The answer must consist of every line below containing "RETURNING".
Start of Material to process
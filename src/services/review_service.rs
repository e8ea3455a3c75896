//! Review service - guest submissions, the review inbox and hotel stats.
//!
//! A submission is checked against the form's current questions, then the
//! review and its answers are written in a single database transaction.
//! Question text, type and position are copied onto each answer so later
//! form edits do not rewrite history.

use chrono::{Duration, Utc};
use uuid::Uuid;

use crate::{
    config::Config,
    db::DbPool,
    error::AppError,
    models::{
        notification::{NewNotification, NotificationKind},
        pagination::{PageParams, Paginated},
        review::{
            QuestionAnswer, Review, ReviewDetail, ReviewListQuery, ReviewStatus,
            SubmitReviewRequest, compute_rating, validate_answers,
        },
        stats::{HotelStats, rating_distribution},
    },
    services::{
        form_service::{self, AnswerableForm},
        hotel_service,
        mail::{self, Mailer},
        notification_service, qr_service,
    },
    validation::{normalize_optional, validate_language},
};

const LATEST_REVIEWS: i64 = 5;

/// Store a guest review for a public form.
///
/// # Errors
///
/// - `NotFound("Form")` when the form is not currently answerable
/// - `InvalidRequest` when an answer breaks the form's rules or the QR code
///   belongs to another form
pub async fn submit_review(
    pool: &DbPool,
    config: &Config,
    mailer: &dyn Mailer,
    form_id: Uuid,
    request: SubmitReviewRequest,
) -> Result<Review, AppError> {
    let answerable = form_service::load_answerable_form(pool, form_id).await?;

    let language = normalize_optional(request.language);
    if let Some(language) = language.as_deref() {
        validate_language(language)?;
    }

    if let Some(qr_code_id) = request.qr_code_id {
        let qr_code = qr_service::get_qr_code(pool, qr_code_id).await?;
        if qr_code.form_id != form_id {
            return Err(AppError::InvalidRequest(
                "QR code does not belong to this form".to_string(),
            ));
        }
    }

    let answers = validate_answers(&answerable.questions, &request.answers)?;
    let rating = compute_rating(&answers);

    let mut tx = pool.begin().await?;

    let review = sqlx::query_as::<_, Review>(
        r#"
        INSERT INTO reviews (hotel_id, form_id, qr_code_id, guest_name, guest_email, room_number, comment, rating, language)
        VALUES ($1, $2, $3, $4, $5, $6, $7, $8, $9)
        RETURNING *
        "#,
    )
    .bind(answerable.hotel.id)
    .bind(form_id)
    .bind(request.qr_code_id)
    .bind(normalize_optional(request.guest_name))
    .bind(normalize_optional(request.guest_email).map(|e| e.to_lowercase()))
    .bind(normalize_optional(request.room_number))
    .bind(normalize_optional(request.comment))
    .bind(rating)
    .bind(&language)
    .fetch_one(&mut *tx)
    .await?;

    for answer in &answers {
        sqlx::query(
            r#"
            INSERT INTO question_answers (review_id, question_id, question_text, question_type, position, value)
            VALUES ($1, $2, $3, $4, $5, $6)
            "#,
        )
        .bind(review.id)
        .bind(answer.question_id)
        .bind(&answer.question_text)
        .bind(answer.question_type)
        .bind(answer.position)
        .bind(sqlx::types::Json(&answer.value))
        .execute(&mut *tx)
        .await?;
    }

    tx.commit().await?;

    tracing::info!(
        review_id = %review.id,
        %form_id,
        hotel_id = %review.hotel_id,
        rating = ?review.rating,
        answers = answers.len(),
        "Review submitted"
    );

    if let Err(e) = announce_review(pool, config, mailer, &answerable, &review).await {
        tracing::error!(review_id = %review.id, error = %e, "Failed to notify hotel of new review");
    }

    Ok(review)
}

/// Notification row plus email to the hotel's admins.
async fn announce_review(
    pool: &DbPool,
    config: &Config,
    mailer: &dyn Mailer,
    answerable: &AnswerableForm,
    review: &Review,
) -> Result<(), AppError> {
    let hotel = &answerable.hotel;
    let recipients = hotel_service::admin_emails(pool, hotel.id).await?;

    let content = mail::templates::new_review(
        &config.app_name,
        &hotel.name,
        &answerable.form.title,
        review.guest_name.as_deref(),
        review.room_number.as_deref(),
        review.rating,
        review.comment.as_deref(),
        &format!("{}/reviews/{}", config.base_url(), review.id),
    );
    let sent = mail::deliver_all(mailer, &recipients, content).await;

    let guest = review.guest_name.as_deref().unwrap_or("A guest");
    let message = match review.rating {
        Some(rating) => format!("{guest} rated their stay {rating:.1}/5 on \"{}\".", answerable.form.title),
        None => format!("{guest} answered \"{}\".", answerable.form.title),
    };

    notification_service::record(
        pool,
        NewNotification {
            hotel_id: hotel.id,
            kind: NotificationKind::Review,
            title: "New guest review".to_string(),
            message,
        },
        sent > 0,
    )
    .await?;

    Ok(())
}

/// Reviews of a hotel, newest first.
pub async fn list_reviews(
    pool: &DbPool,
    hotel_id: Uuid,
    query: &ReviewListQuery,
) -> Result<Paginated<Review>, AppError> {
    if let (Some(min), Some(max)) = (query.min_rating, query.max_rating) {
        if min > max {
            return Err(AppError::InvalidRequest(
                "min_rating must not exceed max_rating".to_string(),
            ));
        }
    }

    let params = PageParams {
        page: query.page,
        limit: query.limit,
    };

    let filter = r#"
        FROM reviews
        WHERE hotel_id = $1
          AND ($2::review_status IS NULL OR status = $2)
          AND ($3::uuid IS NULL OR form_id = $3)
          AND ($4::float8 IS NULL OR rating >= $4)
          AND ($5::float8 IS NULL OR rating <= $5)
          AND ($6::timestamptz IS NULL OR created_at >= $6)
          AND ($7::timestamptz IS NULL OR created_at <= $7)
    "#;

    let total: i64 = sqlx::query_scalar(&format!("SELECT COUNT(*) {filter}"))
        .bind(hotel_id)
        .bind(query.status)
        .bind(query.form_id)
        .bind(query.min_rating)
        .bind(query.max_rating)
        .bind(query.from)
        .bind(query.to)
        .fetch_one(pool)
        .await?;

    let reviews = sqlx::query_as::<_, Review>(&format!(
        "SELECT * {filter} ORDER BY created_at DESC LIMIT $8 OFFSET $9"
    ))
    .bind(hotel_id)
    .bind(query.status)
    .bind(query.form_id)
    .bind(query.min_rating)
    .bind(query.max_rating)
    .bind(query.from)
    .bind(query.to)
    .bind(params.limit())
    .bind(params.offset())
    .fetch_all(pool)
    .await?;

    Ok(Paginated::new(reviews, total, params))
}

pub async fn find_review(pool: &DbPool, review_id: Uuid) -> Result<Review, AppError> {
    sqlx::query_as::<_, Review>("SELECT * FROM reviews WHERE id = $1")
        .bind(review_id)
        .fetch_optional(pool)
        .await?
        .ok_or(AppError::NotFound("Review"))
}

/// A review with its answers in question order.
pub async fn get_review_detail(pool: &DbPool, review: Review) -> Result<ReviewDetail, AppError> {
    let form_title: String = sqlx::query_scalar("SELECT title FROM feedback_forms WHERE id = $1")
        .bind(review.form_id)
        .fetch_one(pool)
        .await?;

    let answers = sqlx::query_as::<_, QuestionAnswer>(
        "SELECT * FROM question_answers WHERE review_id = $1 ORDER BY position",
    )
    .bind(review.id)
    .fetch_all(pool)
    .await?;

    Ok(ReviewDetail {
        review,
        form_title,
        answers,
    })
}

pub async fn set_review_status(pool: &DbPool, review_id: Uuid, status: ReviewStatus) -> Result<Review, AppError> {
    let review = sqlx::query_as::<_, Review>(
        "UPDATE reviews SET status = $2 WHERE id = $1 RETURNING *",
    )
    .bind(review_id)
    .bind(status)
    .fetch_optional(pool)
    .await?
    .ok_or(AppError::NotFound("Review"))?;

    tracing::info!(%review_id, ?status, "Review status changed");
    Ok(review)
}

/// Delete a review and its answers.
pub async fn delete_review(pool: &DbPool, review_id: Uuid) -> Result<(), AppError> {
    let result = sqlx::query("DELETE FROM reviews WHERE id = $1")
        .bind(review_id)
        .execute(pool)
        .await?;

    if result.rows_affected() == 0 {
        return Err(AppError::NotFound("Review"));
    }

    tracing::info!(%review_id, "Review deleted");
    Ok(())
}

#[derive(sqlx::FromRow)]
struct ReviewTotals {
    total_reviews: i64,
    reviews_last_30_days: i64,
    average_rating: Option<f64>,
    new_reviews: i64,
    read_reviews: i64,
    archived_reviews: i64,
}

/// Dashboard numbers for one hotel.
pub async fn hotel_stats(pool: &DbPool, hotel_id: Uuid) -> Result<HotelStats, AppError> {
    let since = Utc::now() - Duration::days(30);

    let totals = sqlx::query_as::<_, ReviewTotals>(
        r#"
        SELECT
            COUNT(*) AS total_reviews,
            COUNT(*) FILTER (WHERE created_at >= $2) AS reviews_last_30_days,
            ROUND(AVG(rating)::numeric, 1)::float8 AS average_rating,
            COUNT(*) FILTER (WHERE status = 'new') AS new_reviews,
            COUNT(*) FILTER (WHERE status = 'read') AS read_reviews,
            COUNT(*) FILTER (WHERE status = 'archived') AS archived_reviews
        FROM reviews
        WHERE hotel_id = $1
        "#,
    )
    .bind(hotel_id)
    .bind(since)
    .fetch_one(pool)
    .await?;

    let distribution: Vec<(i32, i64)> = sqlx::query_as(
        r#"
        SELECT ROUND(rating::numeric)::int4 AS star, COUNT(*)
        FROM reviews
        WHERE hotel_id = $1 AND rating IS NOT NULL
        GROUP BY star
        "#,
    )
    .bind(hotel_id)
    .fetch_all(pool)
    .await?;

    let active_forms: i64 = sqlx::query_scalar(
        "SELECT COUNT(*) FROM feedback_forms WHERE hotel_id = $1 AND is_active = true AND deleted_at IS NULL",
    )
    .bind(hotel_id)
    .fetch_one(pool)
    .await?;

    let qr_scans: i64 = sqlx::query_scalar(
        "SELECT COALESCE(SUM(scan_count), 0)::int8 FROM qr_codes WHERE hotel_id = $1",
    )
    .bind(hotel_id)
    .fetch_one(pool)
    .await?;

    let latest_reviews = sqlx::query_as::<_, Review>(
        "SELECT * FROM reviews WHERE hotel_id = $1 ORDER BY created_at DESC LIMIT $2",
    )
    .bind(hotel_id)
    .bind(LATEST_REVIEWS)
    .fetch_all(pool)
    .await?;

    Ok(HotelStats {
        total_reviews: totals.total_reviews,
        reviews_last_30_days: totals.reviews_last_30_days,
        average_rating: totals.average_rating,
        rating_distribution: rating_distribution(&distribution),
        new_reviews: totals.new_reviews,
        read_reviews: totals.read_reviews,
        archived_reviews: totals.archived_reviews,
        active_forms,
        qr_scans,
        latest_reviews,
    })
}

#[cfg(test)]
mod tests {
    use super::*;
    use crate::{
        config::test_config,
        db::fixtures,
        models::{form::FormWithQuestions, notification::Notification, review::AnswerInput},
        services::mail::testing::RecordingMailer,
    };
    use serde_json::json;
    use sqlx::PgPool;

    fn rated(form: &FormWithQuestions, room: i64, breakfast: i64) -> SubmitReviewRequest {
        SubmitReviewRequest {
            answers: vec![
                AnswerInput {
                    question_id: form.questions[0].id,
                    value: json!(room),
                },
                AnswerInput {
                    question_id: form.questions[1].id,
                    value: json!(breakfast),
                },
            ],
            ..Default::default()
        }
    }

    async fn review_notifications(pool: &DbPool, hotel_id: Uuid) -> Vec<Notification> {
        sqlx::query_as::<_, Notification>(
            "SELECT * FROM notifications WHERE hotel_id = $1 AND kind = 'review'",
        )
        .bind(hotel_id)
        .fetch_all(pool)
        .await
        .unwrap()
    }

    #[sqlx::test]
    async fn qr_code_must_belong_to_the_form(pool: PgPool) {
        let config = test_config();
        let mailer = RecordingMailer::default();
        let hotel = fixtures::onboard(&pool, "Seaside Inn").await;
        let survey = fixtures::rating_form(&pool, hotel.hotel.id).await;
        let other = fixtures::rating_form(&pool, hotel.hotel.id).await;
        let lobby = qr_service::create_qr_code(&pool, hotel.hotel.id, other.form.id, "Lobby")
            .await
            .unwrap();

        let foreign = SubmitReviewRequest {
            qr_code_id: Some(lobby.id),
            ..rated(&survey, 4, 4)
        };
        let result = submit_review(&pool, &config, &mailer, survey.form.id, foreign).await;
        assert!(matches!(result, Err(AppError::InvalidRequest(_))));

        let unknown = SubmitReviewRequest {
            qr_code_id: Some(Uuid::new_v4()),
            ..rated(&survey, 4, 4)
        };
        let result = submit_review(&pool, &config, &mailer, survey.form.id, unknown).await;
        assert!(matches!(result, Err(AppError::NotFound("QR code"))));

        let own = SubmitReviewRequest {
            qr_code_id: Some(lobby.id),
            ..rated(&other, 4, 4)
        };
        let review = submit_review(&pool, &config, &mailer, other.form.id, own).await.unwrap();
        assert_eq!(review.qr_code_id, Some(lobby.id));
    }

    #[sqlx::test]
    async fn submission_emails_admins_and_records_notification(pool: PgPool) {
        let mailer = RecordingMailer::default();
        let hotel = fixtures::onboard(&pool, "Seaside Inn").await;
        let survey = fixtures::rating_form(&pool, hotel.hotel.id).await;

        let review = submit_review(&pool, &test_config(), &mailer, survey.form.id, rated(&survey, 4, 5))
            .await
            .unwrap();

        assert_eq!(review.rating, Some(4.5));
        let sent = mailer.sent();
        assert_eq!(sent.len(), 1);
        assert_eq!(sent[0].to, "admin@seaside-inn.test");
        assert_eq!(sent[0].subject, "New review for Seaside Inn (4.5/5)");

        let notifications = review_notifications(&pool, hotel.hotel.id).await;
        assert_eq!(notifications.len(), 1);
        assert!(notifications[0].emailed);
    }

    #[sqlx::test]
    async fn mailer_failure_does_not_fail_submission(pool: PgPool) {
        let mailer = RecordingMailer {
            failing: vec!["admin@seaside-inn.test".to_string()],
            ..Default::default()
        };
        let hotel = fixtures::onboard(&pool, "Seaside Inn").await;
        let survey = fixtures::rating_form(&pool, hotel.hotel.id).await;

        let review = submit_review(&pool, &test_config(), &mailer, survey.form.id, rated(&survey, 3, 3))
            .await
            .unwrap();

        assert_eq!(review.rating, Some(3.0));
        assert!(mailer.sent().is_empty());
        let notifications = review_notifications(&pool, hotel.hotel.id).await;
        assert_eq!(notifications.len(), 1);
        assert!(!notifications[0].emailed);
    }

    #[sqlx::test]
    async fn half_star_means_round_up_in_distribution(pool: PgPool) {
        let config = test_config();
        let mailer = RecordingMailer::default();
        let hotel = fixtures::onboard(&pool, "Seaside Inn").await;
        let survey = fixtures::rating_form(&pool, hotel.hotel.id).await;

        for (room, breakfast) in [(4, 5), (2, 3)] {
            submit_review(&pool, &config, &mailer, survey.form.id, rated(&survey, room, breakfast))
                .await
                .unwrap();
        }

        let stats = hotel_stats(&pool, hotel.hotel.id).await.unwrap();
        assert_eq!(stats.total_reviews, 2);
        assert_eq!(stats.average_rating, Some(3.5));
        assert_eq!(stats.rating_distribution, [0, 0, 1, 0, 1]);
    }
}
End of Material to process
## Response
        RETURNING *
        "UPDATE reviews SET status = $2 WHERE id = $1 RETURNING *",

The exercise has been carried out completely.